En 1850, l’état de ma santé me força de quitter l’Inde, et j’allai au cap de Bonne-Espérance passer le temps nécessaire à mon rétablissement. Pendant mon absence le capitaine Macviccar et le capitaine Frye continuèrent l’œuvre sacrée à laquelle nous étions voués ensemble. Le second, orientaliste érudit, qui avait fait une étude spéciale des dialectes khonds, et auquel on doit l’impression des seuls ouvrages qui existent en cette langue, a péri depuis victime de son zèle. Une fièvre pestilentielle a terminé la carrière de ce brillant officier dont les vues saines et la politique habile ont particulièrement contribué au succès définitif de notre œuvre commune. Une singulière anecdote que je tiens de lui et qui se rattache à l’époque dont je parle doit trouver ici sa place.

Averti qu’une jeune et belle fille de quinze à seize ans devait être immolée à bref délai, il n’hésita pas à se porter rapidement sur le lieu du sacrifice escorté seulement de quelques cavaliers. Il était grand temps qu’il arrivât, car, au milieu des Khonds réunis, le prêtre officiant tenait déjà la victime. Sommés de la livrer immédiatement, nos montagnards hésitèrent ; ils étaient dans un état d’excitation et de colère qui pouvait avoir les plus fâcheux résultats. Argumenter avec eux dans de pareilles circonstances eût été parfaitement inutile ; aussi le capitaine Frye, une fois que la Mériah lui eut été remise, reprit-il en toute hâte le chemin de son camp. Les Khonds, déçus et furieux, ne savaient après son départ sur qui faire tomber leur rage ; ils n’entendaient pas être frustrés du sacrifice pour lequel ils étaient venus. Une idée s’offrit à eux qui tout à coup fit fortune.

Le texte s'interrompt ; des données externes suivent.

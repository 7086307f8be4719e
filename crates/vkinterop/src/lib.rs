/* BEGIN LICENSE
  SupaSim, a GPGPU and simulation toolkit.
  Copyright (C) 2025 Magnus Larsson
  SPDX-License-Identifier: MIT OR Apache-2.0
END LICENSE */
//! Shares Vulkan buffers, images and semaphores with CUDA, HIP, Level Zero or
//! SYCL.
//!
//! * One compute API is active per process. It is picked from the Vulkan driver
//!   on first use, or forced with [`initialize_compute_api`], and only changes
//!   after [`reset_compute_api_state`].
//! * Imported resources keep both their Vulkan source and their compute context
//!   alive, so they may be dropped in any order.
//! * All errors are logged; see [`set_open_message_box_on_compute_api_error`].

mod api;
mod error;
mod resources;
mod state;
mod sync;

#[cfg(test)]
mod tests;

use std::sync::Arc;
use std::time::Duration;

pub use api::{
    BufferVkComputeApiExternalMemory, ImageVkComputeApiExternalMemory,
    SemaphoreVkComputeApiInterop, UnsampledImageVkComputeApiExternalMemory,
};
pub use error::{
    ErrorDialogHook, open_message_box_on_compute_api_error, set_error_dialog_hook,
    set_open_message_box_on_compute_api_error,
};
pub use state::{
    decide_interop_compute_api, initialize_compute_api, reset_compute_api_state,
    selected_compute_api,
};
pub use sync::SemaphoreState;

pub use hal;
pub use hal::level_zero::{
    set_level_zero_next_command_events, set_level_zero_use_bindless_images_interop,
};
pub use hal::sycl::{
    SyclRuntime, clear_global_sycl_queue, global_sycl_queue, is_sycl_queue_registered,
    set_global_sycl_queue,
};
pub use hal::{
    ComputeDeviceInfo, ComputeEvent, DeviceIdentity, ExternalBufferSource, ExternalImageSource,
    ExternalMemorySource, ExternalSemaphoreSource, FormatInfo, HandleStatistics, ImageFlavor,
    ImageHandle, ImageImportInfo, InteropError, InteropResult, StreamWrapper, VulkanBuffer,
    VulkanDevice, VulkanImage, VulkanSemaphore, get_cuda_interop_device_extensions,
    get_image_format_info, handle_statistics, interop_device_extensions,
};
pub use types::{
    ExternalHandleType, ImageDimensionality, ImageExtent, InteropComputeApi, SemaphoreKind,
    UnsupportedComputeApiFeature,
};

use error::route;
use resources::{InteropBuffer, InteropImage, InteropSemaphore, SampledInteropImage};
use state::{BackendContext, context_for, with_backend};

/// The context for `identity`, selecting the compute API first if needed. Errors
/// are routed with the API the selection settled on.
fn routed_context(operation: &str, identity: &DeviceIdentity) -> InteropResult<BackendContext> {
    let context = context_for(identity);
    route(selected_compute_api(), operation, context)
}

/// Imports a Vulkan buffer into the active compute API.
#[tracing::instrument(skip_all, fields(size = buffer.buffer_size()))]
pub fn create_buffer_vk_compute_api_external_memory<S: ExternalBufferSource + 'static>(
    buffer: Arc<S>,
) -> InteropResult<Arc<dyn BufferVkComputeApiExternalMemory>> {
    let source: Arc<dyn ExternalBufferSource> = buffer;
    let context = routed_context(
        "create_buffer_vk_compute_api_external_memory",
        source.device_identity(),
    )?;
    with_backend!(&context, |ctx, B| Ok(Arc::new(InteropBuffer::<B>::import(
        ctx, source
    )?)))
}

/// Imports a Vulkan image for sampled reads as well as surface access. Formats
/// the runtime can't sample fail with [`InteropError::FormatUnsupported`].
#[tracing::instrument(skip_all, fields(format = ?image.image_info().format))]
pub fn create_image_vk_compute_api_external_memory<S: ExternalImageSource + 'static>(
    image: Arc<S>,
) -> InteropResult<Arc<dyn ImageVkComputeApiExternalMemory>> {
    let source: Arc<dyn ExternalImageSource> = image;
    let context = routed_context(
        "create_image_vk_compute_api_external_memory",
        source.device_identity(),
    )?;
    with_backend!(&context, |ctx, B| Ok(Arc::new(
        SampledInteropImage::<B>::import(ctx, source)?
    )))
}

/// Imports a Vulkan image for surface loads and stores only.
#[tracing::instrument(skip_all, fields(format = ?image.image_info().format))]
pub fn create_unsampled_image_vk_compute_api_external_memory<S: ExternalImageSource + 'static>(
    image: Arc<S>,
) -> InteropResult<Arc<dyn UnsampledImageVkComputeApiExternalMemory>> {
    let source: Arc<dyn ExternalImageSource> = image;
    let context = routed_context(
        "create_unsampled_image_vk_compute_api_external_memory",
        source.device_identity(),
    )?;
    with_backend!(&context, |ctx, B| Ok(Arc::new(InteropImage::<B>::import(
        ctx,
        source,
        ImageFlavor::Unsampled
    )?)))
}

/// Creates an exportable Vulkan semaphore on `device` and imports it. The
/// initial value defaults to 0 and is ignored for binary semaphores.
#[tracing::instrument(skip(device))]
pub fn create_semaphore_vk_compute_api_interop(
    device: &Arc<VulkanDevice>,
    kind: SemaphoreKind,
    initial_value: Option<u64>,
) -> InteropResult<Arc<dyn SemaphoreVkComputeApiInterop>> {
    let initial_value = initial_value.unwrap_or(0);
    let semaphore = VulkanSemaphore::new(device, kind, initial_value, true);
    let semaphore = route(
        selected_compute_api(),
        "create_semaphore_vk_compute_api_interop",
        semaphore,
    )?;
    import_semaphore_vk_compute_api_interop(Arc::new(semaphore), initial_value)
}

/// Imports a semaphore created elsewhere. `initial_value` seeds the host side
/// bookkeeping when the source can't report its counter.
#[tracing::instrument(skip(semaphore))]
pub fn import_semaphore_vk_compute_api_interop<S: ExternalSemaphoreSource + 'static>(
    semaphore: Arc<S>,
    initial_value: u64,
) -> InteropResult<Arc<dyn SemaphoreVkComputeApiInterop>> {
    let source: Arc<dyn ExternalSemaphoreSource> = semaphore;
    let context = routed_context(
        "import_semaphore_vk_compute_api_interop",
        source.device_identity(),
    )?;
    with_backend!(&context, |ctx, B| Ok(Arc::new(
        InteropSemaphore::<B>::import(ctx, source, initial_value)?
    )))
}

/// The compute device paired with a Vulkan device
pub fn compute_device_info(identity: &DeviceIdentity) -> InteropResult<ComputeDeviceInfo> {
    let context = routed_context("compute_device_info", identity)?;
    Ok(context.device_info())
}

/// Creates a stream on the compute device paired with `identity`. For SYCL this
/// is the registered queue.
pub fn create_stream(identity: &DeviceIdentity) -> InteropResult<StreamWrapper> {
    let result = context_for(identity).and_then(|context| context.create_stream());
    route(selected_compute_api(), "create_stream", result)
}
/// # Safety
/// * No work may be pending on the stream, see [`wait_for_completion`]
pub unsafe fn destroy_stream(
    identity: &DeviceIdentity,
    stream: StreamWrapper,
) -> InteropResult<()> {
    let result = context_for(identity)
        // SAFETY: forwarded to the caller
        .and_then(|context| unsafe { context.destroy_stream(stream) });
    route(stream.api(), "destroy_stream", result)
}
pub fn create_event(identity: &DeviceIdentity) -> InteropResult<ComputeEvent> {
    let result = context_for(identity).and_then(|context| context.create_event());
    route(selected_compute_api(), "create_event", result)
}
/// # Safety
/// * No pending command may reference the event
pub unsafe fn destroy_event(identity: &DeviceIdentity, event: ComputeEvent) -> InteropResult<()> {
    let result = context_for(identity)
        // SAFETY: forwarded to the caller
        .and_then(|context| unsafe { context.destroy_event(event) });
    route(event.api(), "destroy_event", result)
}

/// Blocks until all work on `stream` has finished. The stream must belong to `api`.
#[tracing::instrument]
pub fn wait_for_completion(api: InteropComputeApi, stream: StreamWrapper) -> InteropResult<()> {
    route(api, "wait_for_completion", state::wait(api, stream))
}
/// Like [`wait_for_completion`], but gives up after `timeout`. Returns whether the
/// stream drained.
#[tracing::instrument]
pub fn wait_for_completion_timeout(
    api: InteropComputeApi,
    stream: StreamWrapper,
    timeout: Duration,
) -> InteropResult<bool> {
    route(
        api,
        "wait_for_completion_timeout",
        state::wait_timeout(api, stream, timeout),
    )
}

Le prêtre était là, vieillard inutile, membre parasite de la communauté, pourquoi ne remplacerait-il pas la victime dérobée aux dieux ? L’étrange substitution s’accomplit à l’instant même et le malheureux sacrificateur, dont le meurtre fut d’ailleurs puni comme il devait l’être, prit la place de la Mériah qu’on lui avait arrachée.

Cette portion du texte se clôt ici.